Human error causes WannaCry to infect 159 speed cameras in Australia

With NotPeyta spreading rampantly across the world, it’s worth remembering that the last ransomware de jour, WannaCry, is still out there. As many as 159 speed cameras in Victoria, Australia – mostly in the state’s capital, Melbourne – have been infected by the ransomware.

We initially reported that up to 97 cameras had been infected, but yesterday Victoria’s police minister, Lisa Neville, said that another 62 cameras had been affected. This means that over half of the state’s 280 cameras were hit.

The speed cameras were not infected through WannaCry’s worming capabilities, but rather as a result of human error. On June 6, a maintenance worker inadvertently uploaded the ransomware to the speed camera network using a USB stick.

The contractors in charge of the cameras reportedly believed that the ransomware wouldn’t be able to spread, because the cameras were not connected to the Internet. Despite this, the number of infected cameras has continued to grow in the past week. However, in a weekend press conference, Neville said that the growth was not because WannaCry was worming, but because of inaccurate reporting.
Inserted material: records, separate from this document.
mod broker;
mod chats;
mod config;
mod db;
mod routes;
mod state;
mod users;
mod ws;

use tokio::net::TcpListener;
use tracing_subscriber::EnvFilter;

use config::{generate_config_template, Config};

fn init_tracing(json_logs: bool) {
    let filter = EnvFilter::try_from_default_env()
        .unwrap_or_else(|_| "pairchat_server=info".parse().unwrap());
    if json_logs {
        tracing_subscriber::fmt().json().with_env_filter(filter).init();
    } else {
        tracing_subscriber::fmt().pretty().with_env_filter(filter).init();
    }
}

#[tokio::main]
async fn main() -> Result<(), Box<dyn std::error::Error>> {
    // Layered precedence: defaults < TOML < PAIRCHAT_* env < CLI.
    let config = Config::load()?;

    if config.generate_config {
        print!("{}", generate_config_template());
        return Ok(());
    }

    init_tracing(config.json_logs);
    tracing::info!("pairchat server v{} starting", env!("CARGO_PKG_VERSION"));

    let db = db::init_db(&config.data_dir)?;

    // Rooms and the waiting list are transient: one broker per process,
    // empty on every boot. Durable chats live in the SQLite store.
    let app_state = state::AppState {
        db,
        broker: broker::new_shared_broker(),
    };

    let app = routes::build_router(app_state);

    let addr = format!("{}:{}", config.bind_address, config.port);
    let listener = TcpListener::bind(&addr).await?;
    tracing::info!("Listening on {}", addr);

    axum::serve(listener, app).await?;

    Ok(())
}
//! pairchat broker server library.
//! This crate exposes internal modules for integration testing.
//! The binary entry point is in main.rs.

pub mod broker;
pub mod chats;
pub mod config;
pub mod db;
pub mod routes;
pub mod state;
pub mod users;
pub mod ws;
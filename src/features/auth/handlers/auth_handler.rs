use std::sync::Arc;

use axum::{extract::State, Json};
use validator::Validate;

use crate::core::error::Result;
use crate::core::extractor::AppJson;
use crate::features::auth::dtos::{LoginRequestDto, LoginResponseDto};
use crate::features::auth::guards::RequireStaff;
use crate::features::auth::model::AuthenticatedUser;
use crate::features::auth::services::SessionService;
use crate::shared::types::ApiResponse;

/// Login as authority or approved worker
#[utoipa::path(
    post,
    path = "/api/auth/login",
    request_body = LoginRequestDto,
    responses(
        (status = 200, description = "Login successful", body = ApiResponse<LoginResponseDto>),
        (status = 400, description = "Validation error"),
        (status = 401, description = "Invalid credentials"),
        (status = 403, description = "Worker not approved")
    ),
    tag = "auth"
)]
pub async fn login(
    State(service): State<Arc<SessionService>>,
    AppJson(dto): AppJson<LoginRequestDto>,
) -> Result<Json<ApiResponse<LoginResponseDto>>> {
    dto.validate()?;

    let response = service.login(&dto).await?;
    Ok(Json(ApiResponse::success(Some(response), None, None)))
}

/// Revoke the current session
#[utoipa::path(
    post,
    path = "/api/auth/logout",
    responses(
        (status = 200, description = "Session revoked"),
        (status = 401, description = "Unauthorized")
    ),
    security(("bearer_auth" = [])),
    tag = "auth"
)]
pub async fn logout(
    RequireStaff(user): RequireStaff,
    State(service): State<Arc<SessionService>>,
) -> Result<Json<ApiResponse<()>>> {
    service.logout(&user).await?;
    Ok(Json(ApiResponse::success(
        None,
        Some("Logged out".to_string()),
        None,
    )))
}

/// Get the current session context
#[utoipa::path(
    get,
    path = "/api/auth/me",
    responses(
        (status = 200, description = "Current session", body = ApiResponse<AuthenticatedUser>),
        (status = 401, description = "Unauthorized")
    ),
    security(("bearer_auth" = [])),
    tag = "auth"
)]
pub async fn get_me(RequireStaff(user): RequireStaff) -> Json<ApiResponse<AuthenticatedUser>> {
    Json(ApiResponse::success(Some(user), None, None))
}

#[cfg(test)]
mod tests {
    use super::*;
    use crate::shared::test_helpers::with_worker_auth;
    use axum::{http::StatusCode, routing::get, Router};
    use axum_test::TestServer;
    use serde_json::Value;

    #[tokio::test]
    async fn test_me_requires_session() {
        let server = TestServer::new(Router::new().route("/api/auth/me", get(get_me))).unwrap();
        server
            .get("/api/auth/me")
            .await
            .assert_status(StatusCode::UNAUTHORIZED);
    }

    #[tokio::test]
    async fn test_me_returns_session_context() {
        let router = with_worker_auth(Router::new().route("/api/auth/me", get(get_me)));
        let server = TestServer::new(router).unwrap();

        let response = server.get("/api/auth/me").await;
        response.assert_status_ok();
        let body: Value = response.json();
        assert_eq!(body["data"]["role"], "worker");
        assert_eq!(body["data"]["displayName"], "Test Worker");
    }
}
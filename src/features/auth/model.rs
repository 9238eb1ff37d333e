use chrono::{DateTime, Utc};
use serde::{Deserialize, Serialize};
use sqlx::{FromRow, Type};
use utoipa::ToSchema;
use uuid::Uuid;

/// Staff role carried by a session
#[derive(Debug, Clone, Copy, PartialEq, Eq, Serialize, Deserialize, Type, ToSchema)]
#[sqlx(type_name = "session_role", rename_all = "lowercase")]
#[serde(rename_all = "lowercase")]
pub enum Role {
    Authority,
    Worker,
}

impl std::fmt::Display for Role {
    fn fmt(&self, f: &mut std::fmt::Formatter<'_>) -> std::fmt::Result {
        match self {
            Role::Authority => write!(f, "authority"),
            Role::Worker => write!(f, "worker"),
        }
    }
}

/// Session context resolved from a bearer token, passed to handlers
#[derive(Debug, Clone, Serialize, Deserialize, ToSchema)]
#[serde(rename_all = "camelCase")]
pub struct AuthenticatedUser {
    pub session_id: Uuid,
    pub role: Role,
    /// Authority email or worker UUID
    pub subject_id: String,
    pub display_name: String,
    pub expires_at: DateTime<Utc>,
}

impl AuthenticatedUser {
    pub fn is_authority(&self) -> bool {
        self.role == Role::Authority
    }

    /// The worker's id, for worker sessions
    pub fn worker_id(&self) -> Option<Uuid> {
        match self.role {
            Role::Worker => Uuid::parse_str(&self.subject_id).ok(),
            Role::Authority => None,
        }
    }
}

/// Database model for session
#[derive(Debug, Clone, FromRow)]
pub struct Session {
    pub id: Uuid,
    pub role: Role,
    pub subject_id: String,
    pub display_name: String,
    pub expires_at: DateTime<Utc>,
    pub revoked_at: Option<DateTime<Utc>>,
    pub created_at: DateTime<Utc>,
}

impl Session {
    pub fn is_active_at(&self, now: DateTime<Utc>) -> bool {
        self.revoked_at.is_none() && self.expires_at > now
    }
}

impl From<Session> for AuthenticatedUser {
    fn from(s: Session) -> Self {
        Self {
            session_id: s.id,
            role: s.role,
            subject_id: s.subject_id,
            display_name: s.display_name,
            expires_at: s.expires_at,
        }
    }
}

#[cfg(test)]
mod tests {
    use super::*;

    fn session(revoked: bool, expires_in_hours: i64) -> Session {
        let now = Utc::now();
        Session {
            id: Uuid::now_v7(),
            role: Role::Worker,
            subject_id: Uuid::nil().to_string(),
            display_name: "Asha".to_string(),
            expires_at: now + chrono::Duration::hours(expires_in_hours),
            revoked_at: revoked.then_some(now),
            created_at: now,
        }
    }

    #[test]
    fn test_session_activity() {
        let now = Utc::now();
        assert!(session(false, 1).is_active_at(now));
        assert!(!session(true, 1).is_active_at(now));
        assert!(!session(false, -1).is_active_at(now));
    }

    #[test]
    fn test_worker_id_only_for_workers() {
        let worker: AuthenticatedUser = session(false, 1).into();
        assert_eq!(worker.worker_id(), Some(Uuid::nil()));

        let authority = AuthenticatedUser {
            role: Role::Authority,
            subject_id: "ops@city.gov".to_string(),
            ..worker
        };
        assert_eq!(authority.worker_id(), None);
        assert!(authority.is_authority());
    }
}
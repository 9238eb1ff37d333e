//! HS256 bearer tokens identifying a server-side session row.
//!
//! The token alone is not enough to authenticate: [`SessionService`] also
//! requires the referenced session to exist and not be revoked, which is
//! what makes logout effective before `exp`.
//!
//! [`SessionService`]: crate::features::auth::services::SessionService

use jsonwebtoken::{decode, encode, Algorithm, DecodingKey, EncodingKey, Header, Validation};
use serde::{Deserialize, Serialize};
use uuid::Uuid;

use crate::features::auth::model::Role;

/// Claims embedded in every session token
#[derive(Debug, Clone, PartialEq, Eq, Serialize, Deserialize)]
pub struct SessionClaims {
    /// Authority email or worker UUID
    pub sub: String,
    pub role: Role,
    /// Session row id
    pub sid: Uuid,
    pub iat: i64,
    pub exp: i64,
}

pub struct SessionTokens {
    encoding: EncodingKey,
    decoding: DecodingKey,
    validation: Validation,
}

impl SessionTokens {
    pub fn new(secret: &str) -> Self {
        let mut validation = Validation::new(Algorithm::HS256);
        validation.set_required_spec_claims(&["exp", "sub"]);

        Self {
            encoding: EncodingKey::from_secret(secret.as_bytes()),
            decoding: DecodingKey::from_secret(secret.as_bytes()),
            validation,
        }
    }

    pub fn issue(&self, claims: &SessionClaims) -> Result<String, jsonwebtoken::errors::Error> {
        encode(&Header::new(Algorithm::HS256), claims, &self.encoding)
    }

    /// Check signature and expiry, returning the claims
    pub fn verify(&self, token: &str) -> Result<SessionClaims, jsonwebtoken::errors::Error> {
        decode::<SessionClaims>(token, &self.decoding, &self.validation).map(|data| data.claims)
    }
}
//! Template engine for prompt management using Jinja2 syntax.
//!
//! Prompt templates live in `templates/prompts/` and are compiled into the
//! binary, so a deployment can never run with a missing or stale prompt.

use minijinja::{Environment, Value};
use std::collections::HashMap;
use std::sync::OnceLock;
use thiserror::Error;

/// Global template environment
static TEMPLATE_ENV: OnceLock<Environment<'static>> = OnceLock::new();

/// Templates bundled at compile time, keyed by their path under `templates/prompts/`
const EMBEDDED_TEMPLATES: &[(&str, &str)] = &[
    (
        "classification.jinja",
        include_str!("../../../templates/prompts/classification.jinja"),
    ),
    (
        "verification.jinja",
        include_str!("../../../templates/prompts/verification.jinja"),
    ),
    (
        "transcription.jinja",
        include_str!("../../../templates/prompts/transcription.jinja"),
    ),
];

/// Errors that can occur during template operations
#[derive(Debug, Error)]
pub enum TemplateError {
    #[error("Template '{0}' not found")]
    NotFound(String),

    #[error("Failed to render template: {0}")]
    RenderError(String),
}

fn init_environment() -> Environment<'static> {
    let mut env = Environment::new();
    env.set_undefined_behavior(minijinja::UndefinedBehavior::Strict);

    for (name, source) in EMBEDDED_TEMPLATES {
        if let Err(e) = env.add_template(name, source) {
            tracing::warn!("Failed to load template {}: {}", name, e);
        } else {
            tracing::debug!("Loaded template: {}", name);
        }
    }

    env
}

/// Get the global template environment
fn get_environment() -> &'static Environment<'static> {
    TEMPLATE_ENV.get_or_init(init_environment)
}

/// Render a template with the given context.
///
/// # Arguments
/// * `template_name` - The template path relative to `templates/prompts/` (e.g., "classification.jinja")
/// * `ctx` - A HashMap of variable names to values
///
/// Variables referenced by the template but missing from `ctx` are a render
/// error rather than an empty string.
pub fn render_template(
    template_name: &str,
    ctx: &HashMap<&str, Value>,
) -> Result<String, TemplateError> {
    let template = get_environment()
        .get_template(template_name)
        .map_err(|_| TemplateError::NotFound(template_name.to_string()))?;

    let render_ctx = Value::from_iter(ctx.iter().map(|(k, v)| (*k, v.clone())));

    template
        .render(render_ctx)
        .map_err(|e| TemplateError::RenderError(e.to_string()))
}

/// Check if a template exists
#[cfg(test)]
pub fn template_exists(template_name: &str) -> bool {
    get_environment().get_template(template_name).is_ok()
}

#[cfg(test)]
mod tests {
    use super::*;

    #[test]
    fn test_missing_template() {
        let ctx = HashMap::new();
        let result = render_template("nonexistent.jinja", &ctx);
        assert!(matches!(result, Err(TemplateError::NotFound(_))));
    }

    #[test]
    fn test_embedded_templates_are_loaded() {
        for (name, _) in EMBEDDED_TEMPLATES {
            assert!(template_exists(name), "{} should be loaded", name);
        }
    }

    #[test]
    fn test_missing_variable_is_an_error() {
        let ctx = HashMap::new();
        let result = render_template("classification.jinja", &ctx);
        assert!(matches!(result, Err(TemplateError::RenderError(_))));
    }
}
use axum::{routing::post, Router};

use crate::features::ai::handlers::{self, AiState};

/// Create routes for the AI gateways
///
/// Note: These routes are public (no authentication required)
pub fn routes(state: AiState) -> Router {
    Router::new()
        .route("/api/ai/classify", post(handlers::classify_image))
        .route("/api/ai/transcribe", post(handlers::transcribe_audio))
        .route("/api/ai/verify-completion", post(handlers::verify_completion))
        .with_state(state)
}

#[cfg(test)]
mod tests {
    use super::*;
    use crate::features::ai::clients::fake_model::FakeModel;
    use crate::features::ai::clients::GenerativeModel;
    use crate::features::ai::services::{
        ClassificationService, TranscriptionService, VerificationService,
    };
    use axum::http::StatusCode;
    use axum_test::TestServer;
    use serde_json::{json, Value};
    use std::sync::Arc;

    fn server(model: Option<Arc<dyn GenerativeModel>>) -> TestServer {
        let state = AiState {
            classification_service: Arc::new(ClassificationService::new(model.clone(), 0.1, 512)),
            verification_service: Arc::new(VerificationService::new(model.clone(), 0.2, 256)),
            transcription_service: Arc::new(TranscriptionService::new(model, 1024)),
        };
        TestServer::new(routes(state)).unwrap()
    }

    fn with_reply(text: &str) -> TestServer {
        server(Some(FakeModel::replying(text)))
    }

    #[tokio::test]
    async fn test_classify_ok() {
        let server = with_reply(
            r#"{"isWasteRelated": true, "topCategories": ["littering"], "confidence": 70, "description": "Wrappers on a footpath"}"#,
        );
        let response = server
            .post("/api/ai/classify")
            .json(&json!({ "imageBase64": "data:image/jpeg;base64,/9j/4AAQ" }))
            .await;

        response.assert_status_ok();
        let body: Value = response.json();
        assert_eq!(body["isWasteRelated"], true);
        assert_eq!(body["category"], "littering");
        assert_eq!(body["topCategories"], json!(["littering"]));
    }

    #[tokio::test]
    async fn test_classify_missing_image_is_400() {
        let response = with_reply("{}")
            .post("/api/ai/classify")
            .json(&json!({}))
            .await;

        response.assert_status(StatusCode::BAD_REQUEST);
        let body: Value = response.json();
        assert_eq!(body["success"], false);
    }

    #[tokio::test]
    async fn test_classify_without_key_is_500_with_verdict() {
        let response = server(None)
            .post("/api/ai/classify")
            .json(&json!({ "imageBase64": "/9j/4AAQ" }))
            .await;

        response.assert_status(StatusCode::INTERNAL_SERVER_ERROR);
        let body: Value = response.json();
        assert_eq!(body["isWasteRelated"], false);
    }

    #[tokio::test]
    async fn test_classify_garbage_output_is_200_fail_open() {
        let response = with_reply("definitely true!!")
            .post("/api/ai/classify")
            .json(&json!({ "imageBase64": "/9j/4AAQ" }))
            .await;

        response.assert_status_ok();
        let body: Value = response.json();
        assert_eq!(body["isWasteRelated"], true);
        assert_eq!(body["confidence"], 0);
    }

    #[tokio::test]
    async fn test_verify_missing_proof_is_400_with_verdict() {
        let response = with_reply(r#"{"isResolved": true, "reason": "clean"}"#)
            .post("/api/ai/verify-completion")
            .json(&json!({ "originalImage": "QkVGT1JF" }))
            .await;

        response.assert_status(StatusCode::BAD_REQUEST);
        let body: Value = response.json();
        assert_eq!(body["isResolved"], false);
        assert!(body["message"].as_str().unwrap().contains("proof photo"));
    }

    #[tokio::test]
    async fn test_verify_garbage_output_fails_closed() {
        let response = with_reply("isResolved: true")
            .post("/api/ai/verify-completion")
            .json(&json!({ "originalImage": "QkVGT1JF", "proofImage": "QUZURVI=" }))
            .await;

        response.assert_status_ok();
        let body: Value = response.json();
        assert_eq!(body["isResolved"], false);
    }

    #[tokio::test]
    async fn test_transcribe_never_errors() {
        let response = server(None)
            .post("/api/ai/transcribe")
            .json(&json!({ "audioBase64": "GkXf" }))
            .await;

        response.assert_status_ok();
        let body: Value = response.json();
        assert_eq!(body, json!({ "transcript": "", "success": false }));
    }
}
She said that one of the state’s contractors, Redflex, knew of the problem on 15 June and reported it to the authorities (although only after fixing the cameras). The additional infected cameras were operated by Jenoptiks, which did not report the infection.

As a result of the infection, Victoria police cancelled 590 speeding and red light fines despite believing they were correctly issued. Acting Deputy Commissioner Ross Guenther said: “I cancelled the fines because I think it’s important the public has 100% confidence in the system”.

How to avoid falling victim

Discussing the enduring threat of WannaCry, Rafe Pilling, senior researcher at SecureWorks Counter Threat Unit, told ZNet: “WannaCry is a worm so it’s propagating at random around the internet. So any systems which were infected and hadn’t properly been cleaned [continue] to propagate the worm”.

Network segregation plays a major role in defence. Ideally nobody should have ports necessary for this worm to propagate accessible to the internet or with outbound access to the internet – it’s generally considered poor practice for the [Server Message Block] port to be exposed to the internet, or to allow your systems to talk to that protocol.